That was really all I needed at that point, besides being at the Omega Institute by myself. I had a wonderful mixture of time spent with women friends if I felt like talking, and time by myself. I was given three delicious meals a day. I had wonderful morning and afternoon yoga sessions for strengthening my body. And the other really important thing was that I didn't have anybody else's needs to attend to. I was completely on my own, and didn't have to worry about whether anyone else was happy or unhappy or fed or not fed, or whether anyone else's needs were met. I just had to take care of myself. I let that combination of factors work for me and it did.
Ann: Also, I know you have such a connection to your garden, and to the earth in this beautiful place where you live, and Omega is another beautiful place, with the lake and the garden. When you remove the stress of cooking and cleaning and worrying about other people, I think nature can feed us at a higher order.
Cathy: Yes, you can take in the beauty of the garden and the flowers.

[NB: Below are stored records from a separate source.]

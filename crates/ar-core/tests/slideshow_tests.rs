// Host-side tests for slideshow navigation.

use ar_core::*;

fn slides(n: usize) -> Slideshow<usize> {
    Slideshow::new((0..n).collect()).unwrap()
}

#[test]
fn empty_slideshow_is_rejected() {
    assert_eq!(
        Slideshow::<String>::new(Vec::new()),
        Err(CoreError::EmptySlideshow)
    );
}

#[test]
fn next_len_times_returns_to_start() {
    for n in 1..=7 {
        let mut s = slides(n);
        for start in 0..n {
            while s.current_index() != start {
                s.next();
            }
            for _ in 0..n {
                s.next();
            }
            assert_eq!(s.current_index(), start, "len {n} start {start}");
        }
    }
}

#[test]
fn prev_wraps_from_first_to_last() {
    let mut s = slides(3);
    assert_eq!(s.prev(), 2);
    assert_eq!(s.prev(), 1);
    assert_eq!(s.prev(), 0);
    assert_eq!(*s.current(), 0);
}

#[test]
fn single_slide_cycles_in_place() {
    let mut s = slides(1);
    assert_eq!(s.next(), 0);
    assert_eq!(s.prev(), 0);
}

#[test]
fn next_then_prev_is_identity() {
    let mut s = slides(4);
    s.next();
    s.next();
    let at = s.current_index();
    s.next();
    s.prev();
    assert_eq!(s.current_index(), at);
    assert_eq!(s.len(), 4);
}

Ann: Were you able to keep your garden going while you were in this depression?
Cathy: Yes, I was able to do it. I was sometimes out there digging a hole with tears pouring into the ground but I did it. I kept up everything, I kept up my classes. But I'm sure that my vibes were off, and I felt bad for the students on some days. What they were picking up energetically wasn't so nice. But I was able to keep going. I took medicine, I went to a psychiatrist; I used every form of help, traditional and nontraditional, in order to maintain that ability to function, because that helps. If I can just keep the structure rolling, it's better than completely giving in to feelings and losing the structure.
Ann: I think that's an important thing to say, because sometimes people believe that if somebody has a spiritual path that should be enough, but it's not. Doctors are from God, medicine is from God, support is from God, or the divine, or whatever you want to call it. All of those things are aspects of the divine, so you can use anything that's around.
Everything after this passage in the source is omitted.